Гаврюшка долго и мрачно смотрит на него, на насмешливые искры в его глазах, — душа начинает кипеть, зубы скрипят, — весь полный ненависти, сквозь стиснутые челюсти, говорит он:
— Ух-х, Петухин… Будь на твоем месте кто-нибудь другой… Сделал бы я из тебя рюмочку… Уж умылся бы ты у меня… Ей-бо-огу…
Петухин смотрит на него и сразу светлеет: нравится ему, что в человеке заговорило…
— О? Рюмочку? Сердитый какой! — ласково и улыбаясь, говорит он, — Серди-итый… Не тронь меня, завяну… А, знаешь, когда ты сердитый, фу-ты ну-ты! Да ну-у, не будь таким Иван Грозным!
— Оставь! Не крути светом! — отвечает Гаврюшка, — И без брехни твоей тошно.
— Тошно, это ничего, — успокаивает Петухин и, таинственно оглядевшись кругом, наклоняется через стол, делает большие глаза и шепчет — А беде я твоей помогу… Помогу! Не роб, Кероп! Самое главное — не роб. Затем я сижу с тобой, чтобы помощь тебе оказать! Ты только не сердись! Слышь, Гаврюш? Да ну-у, полно…
И несколько минут спустя он выводит его через заднюю дверь на двор трактира. Темно. Никого нет. В уголку большого, закругленного здания видна кухня, слышно, как Шипит плита. По кухне бегает повар и с кем-то разговаривает. После смрадной духоты «Лондона» здесь так много воздуха, вкусного и прохладного. Никто их не видит. Гаврюшка жмется к Петухину плечом, словно угадывая в нем какую-то большую, жуткую тайну.
Петухин что-то замышляет. Он берет Гаврюшку за руку немного ниже плеча, наклоняется к нему и, обдавая его легким запахом пива и табаку, говорит тихо и серьезно:
— Задумал я дело, понимаешь? Дело, брат, такое, что и на том свете может спроситься. Понимаешь?
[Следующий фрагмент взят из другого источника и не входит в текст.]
//! RISC-V CLIC (Core-Local Interrupt Controller) Support
//!
//! Driver for the S-mode view of the CLIC register file. Every field setter
//! is a read-modify-write of one CLICINT word, serialized by a driver-wide
//! lock so that concurrent updates of different fields of the same source
//! cannot lose each other.
//!
//! The bring-up pass ([`Clic::delegate_sources`]) asks firmware to hand
//! every implemented source to S-mode and programs the ones it gets with
//! the default descriptor.

pub mod regs;

use self::regs::{
    clic_regs, decode_interrupt_control, decode_virt_control, encode_global_config,
    encode_interrupt_control, encode_virt_control, EnableState, InterruptControl, PendingState,
    VirtControl,
};
use super::mmio::RegisterIo;
use crate::arch::riscv64::smp::sbi::Firmware;
use crate::config::CLIC_MAX_INTERRUPTS;
use crate::{Error, IrqId, Result};
use heapless::Vec;
use spin::{Mutex, MutexGuard};

/// Size of the CLIC window the hypervisor maps: up to the last CLICINTV
pub const CLIC_MMIO_SIZE: usize = clic_regs::clicintv(CLIC_MAX_INTERRUPTS);

/// Number of failed source IDs kept in a [`DelegationSummary`]
pub const MAX_RECORDED_FAILURES: usize = 64;

/// Outcome of the bring-up delegation pass
#[derive(Debug, Clone, Default, PartialEq, Eq)]
pub struct DelegationSummary {
    /// Number of sources firmware reported
    pub discovered: usize,
    /// Number of sources delegated and programmed
    pub delegated: usize,
    /// Sources firmware refused to delegate
    pub failed: Vec<u32, MAX_RECORDED_FAILURES>,
    /// Failures beyond the capacity of `failed`
    pub failed_overflow: usize,
}

impl DelegationSummary {
    /// Total number of sources that failed delegation
    pub fn failed_count(&self) -> usize {
        self.failed.len() + self.failed_overflow
    }

    fn record_failure(&mut self, id: u32) {
        if self.failed.push(id).is_err() {
            self.failed_overflow += 1;
        }
    }
}

/// CLIC driver
pub struct Clic<R> {
    /// Register window
    regs: R,
    /// Number of implemented sources reported by firmware
    num_sources: usize,
    /// Held across every read-modify-write of a CLICINT word
    rmw: Mutex<()>,
}

impl<R: RegisterIo> Clic<R> {
    /// Create new CLIC driver
    pub fn new(regs: R, num_sources: usize) -> Self {
        Self {
            regs,
            num_sources: num_sources.min(CLIC_MAX_INTERRUPTS),
            rmw: Mutex::new(()),
        }
    }

    /// Ask firmware how many sources the CLIC implements
    pub fn discover<F: Firmware>(firmware: &F) -> Result<usize> {
        let count = firmware.clic_num_sources()?;
        if count > CLIC_MAX_INTERRUPTS {
            log::warn!(
                "CLIC: firmware reports {} sources, clamping to {}",
                count,
                CLIC_MAX_INTERRUPTS
            );
        }
        Ok(count.min(CLIC_MAX_INTERRUPTS))
    }

    /// Number of implemented sources
    pub fn num_sources(&self) -> usize {
        self.num_sources
    }

    /// Check if `id` is an implemented source
    pub fn has_source(&self, id: IrqId) -> bool {
        id < self.num_sources
    }

    /// Delegate every implemented source to S-mode
    ///
    /// Source 0 is reserved and skipped. A source firmware refuses is left
    /// untouched and recorded; the pass carries on with the next one.
    pub fn delegate_sources<F: Firmware>(
        &self,
        firmware: &F,
        default_control: &InterruptControl,
    ) -> DelegationSummary {
        let mut summary = DelegationSummary {
            discovered: self.num_sources,
            ..DelegationSummary::default()
        };

        for id in 1..self.num_sources {
            if let Err(e) = firmware.clic_delegate(id) {
                log::warn!("CLIC: firmware refused to delegate source {}: {:?}", id, e);
                summary.record_failure(id as u32);
                continue;
            }
            match self.write_control(id, default_control) {
                Ok(()) => summary.delegated += 1,
                Err(e) => {
                    log::warn!("CLIC: cannot program delegated source {}: {}", id, e);
                    summary.record_failure(id as u32);
                }
            }
        }

        log::info!(
            "CLIC: {} sources, {} delegated, {} failed",
            summary.discovered,
            summary.delegated,
            summary.failed_count()
        );
        summary
    }

    /// Program CLICCFG
    pub fn write_global_config(&self, nmbits: u8, mnlbits: u8, snlbits: u8, unlbits: u8) -> Result<()> {
        self.regs.write32(
            clic_regs::CLICCFG,
            encode_global_config(nmbits, mnlbits, snlbits, unlbits),
        )
    }

    /// Read the control descriptor of a source
    pub fn read_control(&self, id: IrqId) -> Result<InterruptControl> {
        Ok(decode_interrupt_control(self.regs.read32(clic_regs::clicint(id))?))
    }

    /// Write the control descriptor of a source
    pub fn write_control(&self, id: IrqId, cfg: &InterruptControl) -> Result<()> {
        self.regs.write32(clic_regs::clicint(id), encode_interrupt_control(cfg))
    }

    /// Read the virtualization descriptor of a source
    pub fn read_virt_control(&self, id: IrqId) -> Result<VirtControl> {
        Ok(decode_virt_control(self.regs.read32(clic_regs::clicintv(id))?))
    }

    /// Write the virtualization descriptor of a source
    pub fn write_virt_control(&self, id: IrqId, cfg: &VirtControl) -> Result<()> {
        self.regs.write32(clic_regs::clicintv(id), encode_virt_control(cfg))
    }

    /// Take the read-modify-write lock without spinning
    pub(crate) fn try_lock_rmw(&self) -> Result<MutexGuard<'_, ()>> {
        self.rmw.try_lock().ok_or(Error::Busy)
    }

    fn modify_control(&self, id: IrqId, f: impl FnOnce(&mut InterruptControl)) -> Result<()> {
        let _guard = self.rmw.lock();
        let mut cfg = self.read_control(id)?;
        f(&mut cfg);
        self.write_control(id, &cfg)
    }

    /// Set or clear the enable bit of a source
    pub fn set_enable(&self, id: IrqId, enabled: bool) -> Result<()> {
        self.modify_control(id, |cfg| {
            cfg.enable = if enabled { EnableState::Enabled } else { EnableState::Masked };
        })
    }

    /// Enable a source
    pub fn enable(&self, id: IrqId) -> Result<()> {
        self.set_enable(id, true)
    }

    /// Mask a source
    pub fn disable(&self, id: IrqId) -> Result<()> {
        self.set_enable(id, false)
    }

    /// Set the level/priority byte of a source
    pub fn set_priority(&self, id: IrqId, priority: u8) -> Result<()> {
        self.modify_control(id, |cfg| cfg.ctl = priority)
    }

    /// Check the pending bit of a source
    pub fn get_pending(&self, id: IrqId) -> Result<bool> {
        Ok(self.read_control(id)?.is_pending())
    }

    /// Set or clear the pending bit of a source
    pub fn set_pending(&self, id: IrqId, pending: bool) -> Result<()> {
        self.modify_control(id, |cfg| {
            cfg.pending = if pending { PendingState::Set } else { PendingState::Clear };
        })
    }
}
Ведь бог-то есть… Понимаешь? Он сидит, может быть, вон там и смотрит на нас и слушает: «Что ты, мол, старый сукин сын, делать хочешь?» Понимаешь? И все для тебя, для дурака… Не стоило бы, — ну, уж черт с тобой! Так и быть, где моя не пропадала! Только — условие…
— Какое? — сдавленным голосом спросил Гаврюшка.
— Вот какое… Ты мне, как перед попом, скажи: ты всерьез любишь Таню?
— Люблю… Всерьез…
— Ну, помолись на небо…
Гаврюшка снял фуражку и перекрестился…
— Ну, а теперь пойдем…
Пошли…
— Ты что же? Заговор знаешь? — спросил Гаврюшка, несколько взволнованный.
— Какой там заговор! — ласково и участливо говорит Петухин. — Что я, баба, что ли, заговоры-то читать? Жизнь знаю… И люблю… Вот и весь заговор. Чудак ты, ваше благородие. Заговор!
…Петухин сидит в кресле, вспоминает эти сцены и улыбается.
— Молодость, неопытность, — бормочет он сам с собой, — а проживи с мое, другое запоешь…
И опять в голову лезут думы о том, почему на земле так мало счастья? Все хотят его, все тянутся к нему, а оно как кукушка на часах, то выглянет, то скроется. Жизнь, такую хорошую, такую привольную, — с солнцем, с небом, с реками, лесами, — люди делают каторгой. Жить тяжело, душно…
В спальне зазвонили часы — торопливо, деловито…
— Восемь!
Петухин поворачивается к окну, из которого его обливает лунный свет, и что-то, улыбаясь, бормочет.